Our first child was conceived embarrassingly easy. We decided we we were ready to get pregnant, we tried, and then we were. So while the amount of time we’ve been trying this time around still falls well into the “normal” range according to medical standards, it’s hard to see it that way. While talking with a friend about it, I framed it as, “I’ve never failed at this before.” (And to her credit, she quickly corrected me that I wasn’t failing, even if it felt that way.)
At this point, I’ve only skipped that daily reminder once. About four months into trying, I was about two days late. I had been trying really hard not to get my hopes too far up, to not over-analyze every little body twitch or odd feeling as something momentously good or horrendously bad.

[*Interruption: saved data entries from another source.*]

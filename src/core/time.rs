//! Epoch conversions for browser and system stores.
//!
//! Chromium stores timestamps as microseconds since 1601-01-01 (the
//! Windows FILETIME epoch). Apple stores use CFAbsoluteTime, seconds
//! since 2001-01-01, with newer Messages schemas scaling to nanoseconds.

use chrono::{DateTime, Utc};

/// Milliseconds between 1601-01-01 and 1970-01-01.
pub const CHROME_EPOCH_OFFSET_MS: i64 = 11_644_473_600_000;

/// Seconds between 1970-01-01 and 2001-01-01.
pub const CF_EPOCH_OFFSET_SECS: i64 = 978_307_200;

/// Convert a wall-clock time to Chromium microseconds.
pub fn to_chrome_micros(time: DateTime<Utc>) -> i64 {
    (time.timestamp_millis() + CHROME_EPOCH_OFFSET_MS) * 1000
}

/// Convert Chromium microseconds back to wall-clock time.
///
/// Returns `None` for values before the Unix epoch or out of range.
pub fn from_chrome_micros(micros: i64) -> Option<DateTime<Utc>> {
    let unix_ms = micros / 1000 - CHROME_EPOCH_OFFSET_MS;
    if unix_ms < 0 {
        return None;
    }
    DateTime::<Utc>::from_timestamp_millis(unix_ms)
}

/// Convert a wall-clock time to CFAbsoluteTime seconds.
pub fn to_cf_seconds(time: DateTime<Utc>) -> i64 {
    time.timestamp() - CF_EPOCH_OFFSET_SECS
}

/// Convert CFAbsoluteTime seconds back to wall-clock time.
pub fn from_cf_seconds(secs: i64) -> Option<DateTime<Utc>> {
    DateTime::<Utc>::from_timestamp(secs + CF_EPOCH_OFFSET_SECS, 0)
}

/// Convert a wall-clock time to Apple epoch nanoseconds (Messages `date`).
pub fn to_apple_nanos(time: DateTime<Utc>) -> i64 {
    to_cf_seconds(time).saturating_mul(1_000_000_000)
}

But at the two day mark, I let myself unwrap the pregnancy test sitting under my sink and head off to pee on the stick.
I threw it away, wiped away my tears, and went to continue on with the rest of my morning routine.
But when I opened my drawer with my morning essentials – brush, hair straightener, and that bottle of prenatal vitamins – I snapped it shut. I couldn’t. Not that day.
“My entire life is on hold.”
The longer I wait, the longer it feels like my entire life is on hold. Every time I think about something I want to do three, six, nine months from now, I have to stop and think, “Well, I could be pregnant by then, so it may not work. But I also could not be, and then I’d just be missing out on something else.” And that brings on a whole new level of feelings and guilt.
So while my story doesn’t have the ending I’m hoping for (yet), it’s far from over. Every day I’ll keep opening up that drawer, pulling out that Costco-sized bottle, taking my prenatal vitamin, and hoping for the best.